- [Your instructions]
Restate word for word the lines of the entries below, starting with the line that holds "let entry = result?;" and ending with the line that holds "fn lock(&self) ->", and no others.

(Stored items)

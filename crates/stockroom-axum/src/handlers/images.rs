//! Image attachment handlers - multipart upload and value-based removal.

use axum::Json;
use axum::extract::{Multipart, Path, State};
use axum::http::StatusCode;
use serde::{Deserialize, Serialize};

use super::parse_id;
use crate::error::HttpError;
use crate::extract::ApiJson;
use crate::state::AppState;
use stockroom_core::{Product, UploadedImage, ValidationError};

/// Multipart field name carrying the files.
const IMAGES_FIELD: &str = "images";

/// Response body for a successful upload.
#[derive(Serialize)]
pub struct UploadResponse {
    pub product: Product,
    /// New `/uploads/<name>` paths, in upload order.
    pub added: Vec<String>,
}

/// Request body for removing an image by URL.
#[derive(Deserialize)]
#[serde(rename_all = "camelCase")]
pub struct RemoveImageRequest {
    /// Optional so a missing field surfaces as a 400 with the contract's
    /// message instead of a serde rejection.
    pub image_url: Option<String>,
}

/// Response body for a successful removal.
#[derive(Serialize)]
pub struct RemoveImageResponse {
    pub product: Product,
    pub message: String,
}

/// Upload one or more image files and append them to the product's list.
pub async fn upload(
    State(state): State<AppState>,
    Path(id): Path<String>,
    mut multipart: Multipart,
) -> Result<(StatusCode, Json<UploadResponse>), HttpError> {
    let id = parse_id(&id)?;

    let mut files = Vec::new();
    while let Some(field) = multipart
        .next_field()
        .await
        .map_err(|e| HttpError::BadRequest(format!("Malformed multipart request: {e}")))?
    {
        if field.name() != Some(IMAGES_FIELD) {
            continue;
        }
        let file_name = field.file_name().unwrap_or("image").to_string();
        let content_type = field
            .content_type()
            .unwrap_or("application/octet-stream")
            .to_string();
        let data = field
            .bytes()
            .await
            .map_err(|e| HttpError::BadRequest(format!("Failed to read upload: {e}")))?;
        files.push(UploadedImage {
            file_name,
            content_type,
            data: data.to_vec(),
        });
    }

    let appended = state.attachments.append_images(id, files).await?;
    Ok((
        StatusCode::CREATED,
        Json(UploadResponse {
            product: appended.product,
            added: appended.added,
        }),
    ))
}

/// Remove every occurrence of the given URL from the product's image list.
/// The file itself stays on disk.
pub async fn remove(
    State(state): State<AppState>,
    Path(id): Path<String>,
    ApiJson(req): ApiJson<RemoveImageRequest>,
) -> Result<Json<RemoveImageResponse>, HttpError> {
    let id = parse_id(&id)?;
    let image_url = req
        .image_url
        .ok_or_else(|| HttpError::from(ValidationError::MissingImageUrl))?;

    let product = state.attachments.remove_image(id, &image_url).await?;
    Ok(Json(RemoveImageResponse {
        product,
        message: "Image removed successfully".to_string(),
    }))
}
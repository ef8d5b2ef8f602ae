//! Database setup and initialization.
//!
//! Provides `setup_database()` for initializing the `SQLite` database with
//! the full schema. Entry points call this with the resolved database path.

use anyhow::Result;
use sqlx::{SqlitePool, sqlite::SqliteConnectOptions};
use std::path::Path;

/// Sets up the `SQLite` database connection and ensures the schema exists.
///
/// Creates the database file (and its parent directory) if missing, then
/// creates all tables and indexes.
///
/// # Errors
///
/// Returns an error if the database file cannot be opened or created, or if
/// schema creation fails.
pub async fn setup_database(db_path: &Path) -> Result<SqlitePool> {
    // Ensure parent directory exists
    if let Some(parent) = db_path.parent() {
        std::fs::create_dir_all(parent)?;
    }

    let pool = SqlitePool::connect_with(
        SqliteConnectOptions::new()
            .filename(db_path)
            .create_if_missing(true),
    )
    .await?;

    create_schema(&pool).await?;

    Ok(pool)
}

/// Sets up an in-memory `SQLite` database for testing.
///
/// Creates a fresh in-memory database with the full production schema.
#[cfg(any(test, feature = "test-utils"))]
pub async fn setup_test_database() -> Result<SqlitePool> {
    let pool = SqlitePool::connect("sqlite::memory:").await?;
    create_schema(&pool).await?;
    Ok(pool)
}

/// Creates the complete database schema.
///
/// Safe to call multiple times as all operations use IF NOT EXISTS.
async fn create_schema(pool: &SqlitePool) -> Result<()> {
    // The images column holds a JSON array of URL paths, in insertion order,
    // duplicates allowed.
    sqlx::query(
        r#"
        CREATE TABLE IF NOT EXISTS products (
            id INTEGER PRIMARY KEY AUTOINCREMENT,
            title TEXT NOT NULL,
            category TEXT NOT NULL,
            price REAL NOT NULL,
            quantity INTEGER NOT NULL,
            description TEXT,
            color TEXT,
            size TEXT,
            brand TEXT,
            images TEXT NOT NULL DEFAULT '[]',
            created_at TEXT NOT NULL,
            updated_at TEXT NOT NULL
        )
        "#,
    )
    .execute(pool)
    .await?;

    // Index on category for exact-match filtering
    sqlx::query("CREATE INDEX IF NOT EXISTS idx_products_category ON products(category)")
        .execute(pool)
        .await?;

    // Index on title for lookups
    sqlx::query("CREATE INDEX IF NOT EXISTS idx_products_title ON products(title)")
        .execute(pool)
        .await?;

    Ok(())
}

#[cfg(test)]
mod tests {
    use super::*;

    #[tokio::test]
    async fn test_setup_test_database() {
        let pool = setup_test_database().await.unwrap();

        // Verify the table exists by querying it
        let _: (i64,) = sqlx::query_as("SELECT COUNT(*) FROM products")
            .fetch_one(&pool)
            .await
            .unwrap();
    }
}
//! Attachment service - image uploads and removal.
//!
//! Files are validated for acceptance before any of them is written, then
//! persisted, then linked to the record. A missing record therefore fails
//! after the files are already on disk; those orphans are accepted and never
//! rolled back.

use std::sync::Arc;

use crate::domain::{Product, ValidationError};
use crate::ports::{CoreError, ProductRepository};
use crate::uploads::{MAX_FILES_PER_UPLOAD, MAX_IMAGE_BYTES, UploadStore, is_allowed_image_type};

/// An uploaded file as received from the HTTP layer.
#[derive(Debug, Clone)]
pub struct UploadedImage {
    /// Client-supplied filename, used as the base for the stored name.
    pub file_name: String,
    /// Declared content type, checked against the image allow-list.
    pub content_type: String,
    pub data: Vec<u8>,
}

/// Result of a successful image upload.
#[derive(Debug, Clone)]
pub struct AppendedImages {
    /// The record after the append.
    pub product: Product,
    /// The new `/uploads/<name>` paths, in upload order.
    pub added: Vec<String>,
}

/// Service for managing a product's image attachments.
pub struct AttachmentService {
    repo: Arc<dyn ProductRepository>,
    store: UploadStore,
}

impl AttachmentService {
    /// Create a new attachment service.
    pub fn new(repo: Arc<dyn ProductRepository>, store: UploadStore) -> Self {
        Self { repo, store }
    }

    /// Persist the uploaded files and append their URL paths to the
    /// product's image list, in upload order.
    pub async fn append_images(
        &self,
        id: i64,
        files: Vec<UploadedImage>,
    ) -> Result<AppendedImages, CoreError> {
        if files.is_empty() {
            return Err(ValidationError::NoFiles.into());
        }
        if files.len() > MAX_FILES_PER_UPLOAD {
            return Err(ValidationError::TooManyFiles(MAX_FILES_PER_UPLOAD).into());
        }
        // Accept or reject the whole batch before writing anything.
        for file in &files {
            if !is_allowed_image_type(&file.content_type) {
                return Err(
                    ValidationError::UnsupportedImageType(file.content_type.clone()).into(),
                );
            }
            if file.data.len() > MAX_IMAGE_BYTES {
                return Err(ValidationError::FileTooLarge(file.file_name.clone()).into());
            }
        }

        let mut added = Vec::with_capacity(files.len());
        for file in &files {
            let name = self.store.save(&file.file_name, &file.data).await?;
            added.push(format!("/uploads/{name}"));
        }

        let product = self.repo.append_images(id, &added).await?;
        tracing::debug!(id, count = added.len(), "appended images to product");
        Ok(AppendedImages { product, added })
    }

    /// Remove every occurrence of `image_url` from the product's image list.
    ///
    /// The file on disk is left in place; a URL that isn't in the list is a
    /// successful no-op.
    pub async fn remove_image(&self, id: i64, image_url: &str) -> Result<Product, CoreError> {
        if image_url.trim().is_empty() {
            return Err(ValidationError::MissingImageUrl.into());
        }
        Ok(self.repo.remove_image(id, image_url).await?)
    }
}
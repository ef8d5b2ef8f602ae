//! Repository implementations backed by `SQLite`.

mod row_mappers;
mod sqlite_product_repository;

pub use sqlite_product_repository::SqliteProductRepository;
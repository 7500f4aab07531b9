// File: crates/ticker-core/src/response_cache.rs
// Summary: Short-TTL LRU cache for rendered responses keyed by token, minute bucket and render params.
// Notes:
// - Age counts from insertion; reads never extend it.
// - Only successful computations are stored. Concurrent misses on one key share
//   a single computation through a pending `OnceCell` kept outside the LRU.

use std::collections::HashMap;
use std::future::Future;
use std::num::NonZeroUsize;
use std::sync::atomic::{AtomicU64, Ordering};
use std::sync::{Arc, Mutex, MutexGuard};
use std::time::Duration;

use chrono::{DateTime, Utc};
use lru::LruCache;
use tokio::sync::OnceCell;
use tokio::time::Instant;
use tracing::debug;

use crate::error::Result;

pub const DEFAULT_CAPACITY: usize = 500;
pub const DEFAULT_TTL: Duration = Duration::from_secs(5 * 60);

#[derive(Clone)]
struct Entry<V> {
    value: V,
    inserted_at: Instant,
}

type Pending<V> = Arc<OnceCell<Entry<V>>>;

/// Finished entries live in the LRU; in-flight computations wait outside it
/// so a miss never evicts anything until it has a value to store.
struct Slots<V> {
    done: LruCache<String, Entry<V>>,
    pending: HashMap<String, Pending<V>>,
}

#[derive(Default, Debug)]
pub struct ResponseCacheStats {
    pub hits: AtomicU64,
    pub misses: AtomicU64,
    pub expired: AtomicU64,
}

impl ResponseCacheStats {
    pub fn hits(&self) -> u64 { self.hits.load(Ordering::Relaxed) }
    pub fn misses(&self) -> u64 { self.misses.load(Ordering::Relaxed) }
    pub fn expired(&self) -> u64 { self.expired.load(Ordering::Relaxed) }
}

pub struct ResponseCache<V> {
    slots: Mutex<Slots<V>>,
    ttl: Duration,
    stats: ResponseCacheStats,
}

impl<V: Clone + Send + Sync> ResponseCache<V> {
    pub fn new(capacity: NonZeroUsize, ttl: Duration) -> Self {
        Self {
            slots: Mutex::new(Slots { done: LruCache::new(capacity), pending: HashMap::new() }),
            ttl,
            stats: ResponseCacheStats::default(),
        }
    }

    pub fn ttl(&self) -> Duration {
        self.ttl
    }

    /// Cached value for `key`, unless missing or expired.
    pub fn get(&self, key: &str) -> Option<V> {
        let mut slots = self.lock();
        let value = self.fresh(&mut slots, key)?;
        self.stats.hits.fetch_add(1, Ordering::Relaxed);
        Some(value)
    }

    /// Store `value` under `key`, replacing any previous entry.
    pub fn insert(&self, key: &str, value: V) {
        self.lock().done.put(key.to_string(), Entry { value, inserted_at: Instant::now() });
    }

    /// Return the cached value for `key` or run `compute` once to produce it.
    /// A failed computation is returned to its caller and nothing is stored
    /// or evicted.
    pub async fn get_or_compute<F, Fut>(&self, key: &str, compute: F) -> Result<V>
    where
        F: FnOnce() -> Fut,
        Fut: Future<Output = Result<V>>,
    {
        let cell = {
            let mut slots = self.lock();
            if let Some(value) = self.fresh(&mut slots, key) {
                self.stats.hits.fetch_add(1, Ordering::Relaxed);
                debug!(key, "response cache hit");
                return Ok(value);
            }
            slots.pending.entry(key.to_string()).or_default().clone()
        };

        let result = cell
            .get_or_try_init(|| async {
                self.stats.misses.fetch_add(1, Ordering::Relaxed);
                debug!(key, "response cache miss");
                let value = compute().await?;
                Ok(Entry { value, inserted_at: Instant::now() })
            })
            .await;

        let mut slots = self.lock();
        if slots.pending.get(key).is_some_and(|p| Arc::ptr_eq(p, &cell)) {
            slots.pending.remove(key);
        }
        let entry = result?;
        let newer = slots.done.peek(key).is_some_and(|cur| cur.inserted_at >= entry.inserted_at);
        if !newer {
            slots.done.put(key.to_string(), entry.clone());
        }
        Ok(entry.value.clone())
    }

    /// Number of live (unexpired) entries.
    pub fn len(&self) -> usize {
        self.lock().done.iter().filter(|(_, e)| self.is_fresh(e)).count()
    }

    pub fn is_empty(&self) -> bool {
        self.len() == 0
    }

    pub fn stats(&self) -> &ResponseCacheStats {
        &self.stats
    }

    /// Fresh value for `key`; an expired entry is dropped and counted.
    fn fresh(&self, slots: &mut Slots<V>, key: &str) -> Option<V> {
        let entry = slots.done.get(key)?;
        if self.is_fresh(entry) {
            return Some(entry.value.clone());
        }
        slots.done.pop(key);
        self.stats.expired.fetch_add(1, Ordering::Relaxed);
        None
    }

    fn is_fresh(&self, e: &Entry<V>) -> bool {
        e.inserted_at.elapsed() < self.ttl
    }

    fn lock(&self) -> MutexGuard<'_, Slots<V>> {
        self.slots.lock().unwrap_or_else(|poisoned| poisoned.into_inner())
    }
}

/// Minute bucket of `now` as `YYYY-MM-DD-HH-mm`.
pub fn minute_bucket(now: DateTime<Utc>) -> String {
    now.format("%Y-%m-%d-%H-%M").to_string()
}

/// `{token}-{minute bucket}-{params...}` joined by `-`.
pub fn response_key(token: &str, now: DateTime<Utc>, params: &[&str]) -> String {
    let mut key = format!("{}-{}", token.to_lowercase(), minute_bucket(now));
    for p in params {
        key.push('-');
        key.push_str(p);
    }
    key
}

#[cfg(test)]
mod tests {
    use super::*;
    use crate::error::Error;
    use chrono::TimeZone;
    use std::sync::atomic::AtomicUsize;

    fn cache(cap: usize, ttl_secs: u64) -> ResponseCache<Vec<u8>> {
        ResponseCache::new(NonZeroUsize::new(cap).unwrap(), Duration::from_secs(ttl_secs))
    }

    #[tokio::test(start_paused = true)]
    async fn entries_expire_after_ttl() {
        let c = cache(10, 300);
        c.insert("btc", vec![1, 2, 3]);
        tokio::time::advance(Duration::from_secs(299)).await;
        assert_eq!(c.get("btc"), Some(vec![1, 2, 3]));
        tokio::time::advance(Duration::from_secs(2)).await;
        assert_eq!(c.get("btc"), None);
        assert_eq!(c.stats().expired(), 1);
    }

    #[tokio::test(start_paused = true)]
    async fn reads_do_not_refresh_age() {
        let c = cache(10, 60);
        c.insert("eth", vec![9]);
        for _ in 0..5 {
            tokio::time::advance(Duration::from_secs(11)).await;
            assert!(c.get("eth").is_some());
        }
        tokio::time::advance(Duration::from_secs(6)).await;
        assert!(c.get("eth").is_none());
    }

    #[tokio::test(start_paused = true)]
    async fn expired_entries_are_recomputed() {
        let c = cache(10, 300);
        let calls = AtomicUsize::new(0);
        let compute = || async {
            calls.fetch_add(1, Ordering::SeqCst);
            Ok(vec![7u8])
        };
        c.get_or_compute("sol", compute).await.unwrap();
        c.get_or_compute("sol", compute).await.unwrap();
        assert_eq!(calls.load(Ordering::SeqCst), 1);
        tokio::time::advance(Duration::from_secs(301)).await;
        c.get_or_compute("sol", compute).await.unwrap();
        assert_eq!(calls.load(Ordering::SeqCst), 2);
    }

    #[tokio::test]
    async fn capacity_evicts_exactly_the_lru_entry() {
        let c = cache(DEFAULT_CAPACITY, 300);
        for i in 0..DEFAULT_CAPACITY {
            c.insert(&format!("k{i}"), vec![i as u8]);
        }
        // Touch k0 so k1 becomes least recently used.
        assert!(c.get("k0").is_some());
        c.get_or_compute("k500", || async { Ok(vec![0]) }).await.unwrap();
        assert_eq!(c.len(), DEFAULT_CAPACITY);
        assert!(c.get("k1").is_none());
        assert!(c.get("k0").is_some());
        assert!(c.get("k2").is_some());
        assert!(c.get("k500").is_some());
    }

    #[tokio::test]
    async fn failures_are_not_cached() {
        let c = cache(10, 300);
        let err = c
            .get_or_compute("ada", || async { Err(Error::render("boom")) })
            .await
            .unwrap_err();
        assert_eq!(err, Error::Render("boom".into()));
        assert!(c.is_empty());
        let v = c.get_or_compute("ada", || async { Ok(vec![1]) }).await.unwrap();
        assert_eq!(v, vec![1]);
    }

    #[tokio::test]
    async fn failed_miss_keeps_existing_entries() {
        let c = cache(2, 300);
        c.insert("a", vec![1]);
        c.insert("b", vec![2]);
        let err = c.get_or_compute("c", || async { Err(Error::render("upstream down")) }).await;
        assert!(err.is_err());
        assert_eq!(c.get("a"), Some(vec![1]));
        assert_eq!(c.get("b"), Some(vec![2]));
        assert_eq!(c.len(), 2);
    }

    #[tokio::test]
    async fn concurrent_misses_compute_once() {
        let c = Arc::new(cache(10, 300));
        let calls = Arc::new(AtomicUsize::new(0));
        let tasks: Vec<_> = (0..6)
            .map(|_| {
                let (c, calls) = (c.clone(), calls.clone());
                tokio::spawn(async move {
                    c.get_or_compute("dot", || async move {
                        calls.fetch_add(1, Ordering::SeqCst);
                        tokio::time::sleep(Duration::from_millis(20)).await;
                        Ok(vec![4u8])
                    })
                    .await
                })
            })
            .collect();
        for t in tasks {
            assert_eq!(t.await.unwrap().unwrap(), vec![4]);
        }
        assert_eq!(calls.load(Ordering::SeqCst), 1);
    }

    #[test]
    fn keys_bucket_by_minute() {
        let a = Utc.with_ymd_and_hms(2024, 3, 9, 14, 5, 1).unwrap();
        let b = Utc.with_ymd_and_hms(2024, 3, 9, 14, 5, 59).unwrap();
        let c = Utc.with_ymd_and_hms(2024, 3, 9, 14, 6, 0).unwrap();
        assert_eq!(minute_bucket(a), "2024-03-09-14-05");
        assert_eq!(response_key("BTC", a, &["dark", "7", "large"]), "btc-2024-03-09-14-05-dark-7-large");
        assert_eq!(response_key("btc", a, &["dark"]), response_key("btc", b, &["dark"]));
        assert_ne!(response_key("btc", a, &["dark"]), response_key("btc", c, &["dark"]));
    }
}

- [Task response]
        let entry = result?;
        let newer = slots.done.peek(key).is_some_and(|cur| cur.inserted_at >= entry.inserted_at);
        if !newer {
            slots.done.put(key.to_string(), entry.clone());
        }
        Ok(entry.value.clone())
    }

    /// Number of live (unexpired) entries.
    pub fn len(&self) -> usize {
        self.lock().done.iter().filter(|(_, e)| self.is_fresh(e)).count()
    }

    pub fn is_empty(&self) -> bool {
        self.len() == 0
    }

    pub fn stats(&self) -> &ResponseCacheStats {
        &self.stats
    }

    /// Fresh value for `key`; an expired entry is dropped and counted.
    fn fresh(&self, slots: &mut Slots<V>, key: &str) -> Option<V> {
        let entry = slots.done.get(key)?;
        if self.is_fresh(entry) {
            return Some(entry.value.clone());
        }
        slots.done.pop(key);
        self.stats.expired.fetch_add(1, Ordering::Relaxed);
        None
    }

    fn is_fresh(&self, e: &Entry<V>) -> bool {
        e.inserted_at.elapsed() < self.ttl
    }

    fn lock(&self) -> MutexGuard<'_, Slots<V>> {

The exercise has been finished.